PROBLEM TO WORK ON
A single number is all that's needed: how many lines in the data contain the string "crate".

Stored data
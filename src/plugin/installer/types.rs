//! 插件安装器类型定义
//!
//! 定义下载、验证、安装各层的错误类型，以及进度回调和操作上下文

use serde::{Deserialize, Serialize};
use std::sync::Arc;
use thiserror::Error;
use tokio_util::sync::CancellationToken;

use crate::plugin::registry::RegistryError;
use crate::plugin::PluginState;
use crate::resilience::Transient;

/// 下载错误
#[derive(Error, Debug)]
pub enum FetchError {
    /// 超出大小或时间限制
    #[error("超出下载限制: {0}")]
    LimitExceeded(String),

    /// 来源拒绝（4xx、文件不存在等），不重试
    #[error("来源拒绝请求: {0}")]
    SourceRejected(String),

    /// 服务端错误（5xx），可重试
    #[error("服务端错误: HTTP {0}")]
    ServerError(u16),

    /// 网络错误（连接失败、连接重置等），可重试
    #[error("网络错误: {0}")]
    Network(String),

    /// 不支持的来源协议
    #[error("不支持的来源协议: {0}")]
    UnsupportedScheme(String),

    /// 被调用方取消
    #[error("下载已取消")]
    Cancelled,

    /// IO 错误
    #[error("IO 错误: {0}")]
    Io(#[from] std::io::Error),
}

impl Transient for FetchError {
    fn is_transient(&self) -> bool {
        matches!(self, FetchError::Network(_) | FetchError::ServerError(_))
    }
}

/// 包验证错误
#[derive(Error, Debug)]
pub enum VerifyError {
    /// 压缩包损坏或格式不支持
    #[error("包已损坏: {0}")]
    Corrupt(String),

    /// 条目路径会逃逸出暂存目录
    #[error("不安全的路径: {0}")]
    UnsafePath(String),

    /// 校验和不匹配
    #[error("校验和不匹配: 期望 {expected}, 实际 {actual}")]
    ChecksumMismatch { expected: String, actual: String },

    /// 清单无效
    #[error("清单无效: {0}")]
    InvalidManifest(String),

    /// 清单 id 与请求的 id 不一致
    #[error("插件 ID 不匹配: 期望 {expected}, 实际 {actual}")]
    IdMismatch { expected: String, actual: String },

    /// 解压后内容超出限制
    #[error("包内容超出限制: {0}")]
    TooLarge(String),

    /// IO 错误
    #[error("IO 错误: {0}")]
    Io(#[from] std::io::Error),
}

/// 安装错误
#[derive(Error, Debug)]
pub enum InstallError {
    /// 同一插件已有操作在进行
    #[error("插件 {0} 正在进行其他操作")]
    OperationInProgress(String),

    /// 记录不处于操作所需的状态
    #[error("状态冲突: 插件 {id} 当前状态为 {actual}")]
    StateConflict { id: String, actual: PluginState },

    /// 操作被取消
    #[error("操作已取消")]
    Cancelled,

    /// 来源未通过信任策略
    #[error("不受信任的来源: {0}")]
    UntrustedSource(String),

    /// 卸载只删除了部分文件，可重试
    #[error("部分卸载: 插件 {id} 删除未完成: {reason}")]
    PartialUninstall { id: String, reason: String },

    /// 更新的目标版本与已安装版本相同
    #[error("插件 {id} 已是版本 {version}")]
    AlreadyAtVersion { id: String, version: String },

    /// 插件 ID 格式无效
    #[error("无效的插件 ID: {0}")]
    InvalidId(String),

    /// 下载失败
    #[error("下载失败: {0}")]
    Fetch(#[from] FetchError),

    /// 包验证失败
    #[error("包验证失败: {0}")]
    Verify(#[from] VerifyError),

    /// 注册表错误
    #[error("注册表错误: {0}")]
    Registry(#[source] RegistryError),

    /// IO 错误
    #[error("IO 错误: {0}")]
    Io(#[from] std::io::Error),
}

impl From<RegistryError> for InstallError {
    fn from(err: RegistryError) -> Self {
        match err {
            RegistryError::StateConflict { id, actual, .. } => {
                InstallError::StateConflict { id, actual }
            }
            other => InstallError::Registry(other),
        }
    }
}

impl InstallError {
    /// 下载或验证阶段的失败：由协调器转为 Failed 记录返回，而不是错误
    pub(crate) fn is_artifact_failure(&self) -> bool {
        matches!(self, InstallError::Fetch(_) | InstallError::Verify(_))
    }
}

/// 操作阶段
#[derive(Debug, Clone, Copy, PartialEq, Eq, Serialize, Deserialize)]
#[serde(rename_all = "lowercase")]
pub enum InstallStage {
    /// 下载中
    Fetching,
    /// 验证中
    Verifying,
    /// 提升中
    Promoting,
    /// 提交中
    Committing,
    /// 删除中
    Removing,
    /// 完成
    Complete,
    /// 失败
    Failed,
}

impl std::fmt::Display for InstallStage {
    fn fmt(&self, f: &mut std::fmt::Formatter<'_>) -> std::fmt::Result {
        match self {
            InstallStage::Fetching => write!(f, "fetching"),
            InstallStage::Verifying => write!(f, "verifying"),
            InstallStage::Promoting => write!(f, "promoting"),
            InstallStage::Committing => write!(f, "committing"),
            InstallStage::Removing => write!(f, "removing"),
            InstallStage::Complete => write!(f, "complete"),
            InstallStage::Failed => write!(f, "failed"),
        }
    }
}

/// 操作进度
#[derive(Debug, Clone, Serialize, Deserialize)]
pub struct InstallProgress {
    /// 插件 ID
    pub plugin_id: String,
    /// 当前阶段
    pub stage: InstallStage,
    /// 进度百分比 (0-100)
    pub percent: u8,
    /// 状态消息
    pub message: String,
}

impl InstallProgress {
    /// 创建新的进度实例
    pub fn new(
        plugin_id: impl Into<String>,
        stage: InstallStage,
        percent: u8,
        message: impl Into<String>,
    ) -> Self {
        Self {
            plugin_id: plugin_id.into(),
            stage,
            percent: percent.min(100),
            message: message.into(),
        }
    }
}

/// 进度回调 trait
pub trait ProgressCallback: Send + Sync {
    /// 进度更新回调
    fn on_progress(&self, progress: InstallProgress);
}

/// 空进度回调实现
pub struct NoopProgressCallback;

impl ProgressCallback for NoopProgressCallback {
    fn on_progress(&self, _progress: InstallProgress) {}
}

/// 函数进度回调实现
///
/// 将闭包包装为 ProgressCallback
pub struct FnProgressCallback<F>
where
    F: Fn(InstallProgress) + Send + Sync,
{
    callback: F,
}

impl<F> FnProgressCallback<F>
where
    F: Fn(InstallProgress) + Send + Sync,
{
    /// 创建新的函数回调
    pub fn new(callback: F) -> Self {
        Self { callback }
    }
}

impl<F> ProgressCallback for FnProgressCallback<F>
where
    F: Fn(InstallProgress) + Send + Sync,
{
    fn on_progress(&self, progress: InstallProgress) {
        (self.callback)(progress);
    }
}

/// 单次操作的上下文：取消令牌和进度回调
#[derive(Clone)]
pub struct OperationContext {
    pub cancel: CancellationToken,
    pub progress: Arc<dyn ProgressCallback>,
}

impl OperationContext {
    pub fn new(cancel: CancellationToken) -> Self {
        Self {
            cancel,
            progress: Arc::new(NoopProgressCallback),
        }
    }

    pub fn with_progress(mut self, progress: Arc<dyn ProgressCallback>) -> Self {
        self.progress = progress;
        self
    }

    pub(crate) fn report(
        &self,
        plugin_id: &str,
        stage: InstallStage,
        percent: u8,
        message: impl Into<String>,
    ) {
        self.progress
            .on_progress(InstallProgress::new(plugin_id, stage, percent, message));
    }
}

impl Default for OperationContext {
    fn default() -> Self {
        Self::new(CancellationToken::new())
    }
}

/// 卸载选项
#[derive(Debug, Clone, Copy, Default, PartialEq, Eq)]
pub struct UninstallOptions {
    /// 卸载成功后删除注册表记录（否则保留 Absent 记录用于审计）
    pub purge: bool,
}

REPLY TO THE EXERCISE
5